リノリウムは1800年代後半にイギリスで発明されたシート状の床材で、現在床材として主流の塩ビ(塩化ビニル樹脂)性のクッションフロアーが登場する前から、舞台や学校などの床材として活用されてきた建材です。一見すると塩ビのクッションフロアーのように見えますが、実は100%天然素材からできています。

「リノリウムの長尺シートとしての歴史は長く、150年以上前から床材に利用されてきました。主原料は1年草の亜麻から採取される亜麻仁油。その他の原料もロジン(松やに)や木粉、石灰石、天然色素、ジュート(植物由来の天然繊維)などで、72%は再生可能な材料で43%はリサイクル材料です。また廃棄時に埋めれば土に還る性質(生分解性)を備えています。さらに、主原料の亜麻は成長するときに大量の二酸化炭素(CО2)を吸収するため、製造過程で排出されるCО2と相殺してもマイナスになります。つまり床材の中で唯一カーボンニュートラルを可能にする商品といえます」(田島ルーフィング株式会社床材営業部床材商品企画室・壽嵜(すさき)善文室長)

リノリウム
天然由来の色素でカラーバリエーションが豊富なのもリノリウムの特長の一つ(画像提供:田島ルーフィング)

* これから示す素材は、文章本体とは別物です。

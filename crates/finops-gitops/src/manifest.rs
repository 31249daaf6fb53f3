//! Locate and patch Kubernetes workload manifests.

use std::path::{Path, PathBuf};

use finops_core::{ResourceSet, WorkloadRef};
use serde_yaml::{Mapping, Value};
use tracing::{debug, info};

use crate::error::ApplyError;

/// Resource keys written into container requests and limits.
const PATCHED_RESOURCES: [&str; 2] = ["cpu", "memory"];

/// File names tried, in order, for a workload called `name`.
pub fn candidate_file_names(name: &str) -> [String; 5] {
    [
        format!("{name}.yaml"),
        format!("{name}.yml"),
        format!("deployment-{name}.yaml"),
        format!("{name}-deployment.yaml"),
        format!("{name}-deployment.yml"),
    ]
}

/// First candidate manifest for `workload` that exists in `dir`.
pub fn find_manifest(dir: &Path, workload: &WorkloadRef) -> Result<PathBuf, ApplyError> {
    for file_name in candidate_file_names(&workload.name) {
        let path = dir.join(&file_name);
        debug!(path = %path.display(), "checking manifest path");
        if path.is_file() {
            return Ok(path);
        }
    }
    Err(ApplyError::ManifestNotFound {
        workload: workload.to_string(),
        dir: dir.to_path_buf(),
    })
}

/// The changes an approved recommendation makes to a manifest.
#[derive(Debug, Clone)]
pub struct ManifestPatch<'a> {
    /// Preferred container name (the workload's short name).
    pub container: &'a str,
    pub resources: &'a ResourceSet,
    pub replicas: Option<u32>,
}

/// Rewrite the manifest at `path`. Returns `true` if the file changed.
///
/// The file is only written when the whole patch succeeds.
pub fn patch_file(path: &Path, patch: &ManifestPatch<'_>) -> Result<bool, ApplyError> {
    let original = std::fs::read_to_string(path)?;
    let patched = patch_document(&original, patch).map_err(|reason| match reason {
        PatchError::Ambiguous => ApplyError::AmbiguousContainer {
            container: patch.container.to_string(),
            path: path.to_path_buf(),
        },
        PatchError::Invalid(reason) => ApplyError::InvalidManifest {
            path: path.to_path_buf(),
            reason,
        },
    })?;

    if patched == original {
        debug!(path = %path.display(), "manifest already at target");
        return Ok(false);
    }
    std::fs::write(path, &patched)?;
    info!(
        path = %path.display(),
        replicas = ?patch.replicas,
        resources = ?patch.resources,
        "manifest patched"
    );
    Ok(true)
}

#[derive(Debug, PartialEq, Eq)]
pub enum PatchError {
    Ambiguous,
    Invalid(String),
}

/// Apply `patch` to a YAML document and re-serialize it.
///
/// Key order and unrelated fields are kept. The output has no
/// document-start marker.
pub fn patch_document(yaml: &str, patch: &ManifestPatch<'_>) -> Result<String, PatchError> {
    let mut root: Value =
        serde_yaml::from_str(yaml).map_err(|e| PatchError::Invalid(e.to_string()))?;
    let root_map = root
        .as_mapping_mut()
        .ok_or_else(|| PatchError::Invalid("document is not a mapping".to_string()))?;
    let spec = child_mapping(root_map, "spec")?;

    if let Some(replicas) = patch.replicas {
        spec.insert(Value::from("replicas"), Value::from(replicas));
    }

    let updates: Vec<(&str, &String)> = PATCHED_RESOURCES
        .iter()
        .filter_map(|key| patch.resources.get(*key).map(|v| (*key, v)))
        .collect();

    if !updates.is_empty() {
        let pod_spec = child_mapping(child_mapping(spec, "template")?, "spec")?;
        let containers = pod_spec
            .get_mut("containers")
            .and_then(Value::as_sequence_mut)
            .ok_or_else(|| PatchError::Invalid("no containers list".to_string()))?;

        let index = select_container(containers, patch.container)?;
        let container = containers[index]
            .as_mapping_mut()
            .ok_or_else(|| PatchError::Invalid("container is not a mapping".to_string()))?;
        let resources = child_mapping(container, "resources")?;
        for section in ["requests", "limits"] {
            let section = child_mapping(resources, section)?;
            for (key, value) in &updates {
                section.insert(Value::from(*key), Value::from(value.as_str()));
            }
        }
    }

    serde_yaml::to_string(&root).map_err(|e| PatchError::Invalid(e.to_string()))
}

/// Container named `name`, else the only container.
fn select_container(containers: &[Value], name: &str) -> Result<usize, PatchError> {
    let by_name = containers
        .iter()
        .position(|c| c.get("name").and_then(Value::as_str) == Some(name));
    match by_name {
        Some(index) => Ok(index),
        None if containers.len() == 1 => Ok(0),
        None if containers.is_empty() => {
            Err(PatchError::Invalid("containers list is empty".to_string()))
        }
        None => Err(PatchError::Ambiguous),
    }
}

/// `parent[key]` as a mapping, created if absent or null.
fn child_mapping<'a>(parent: &'a mut Mapping, key: &str) -> Result<&'a mut Mapping, PatchError> {
    match parent.get(key) {
        None | Some(Value::Null) => {
            parent.insert(Value::from(key), Value::Mapping(Mapping::new()));
        }
        Some(Value::Mapping(_)) => {}
        Some(_) => return Err(PatchError::Invalid(format!("`{key}` is not a mapping"))),
    }
    parent
        .get_mut(key)
        .and_then(Value::as_mapping_mut)
        .ok_or_else(|| PatchError::Invalid(format!("`{key}` is not a mapping")))
}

田島ルーフィングが現在扱っているリノリウムはオランダのフォルボ社製の「マーモリウム」というブランドのもの。天然素材から作られるリノリウムは環境に優しいだけでなく、抗菌効果、抗ウイルス効果、脱臭効果、抗アレルギー効果などがあるうえ、耐摩耗性や断熱性にも優れているため、大きな病院やクリニック、幼稚園や保育園などに多く採用されているそうです。カラーバリエーションも豊富で、日本で取り扱いがあるのは80色程度ですが、世界では130色以上が展開されているというから驚きです。

まとめ

住宅の寿命を伸ばす長期高耐久の防水シート「マスタールーフィング」に、カーボンニュートラルを実現する再注目の床材「リノリウム」。どちらもSDGsに貢献する建材と言えそうです。これらを活用して、住宅の長寿命化と高い環境性能を両立させる家づくりをぜひ検討してみてください。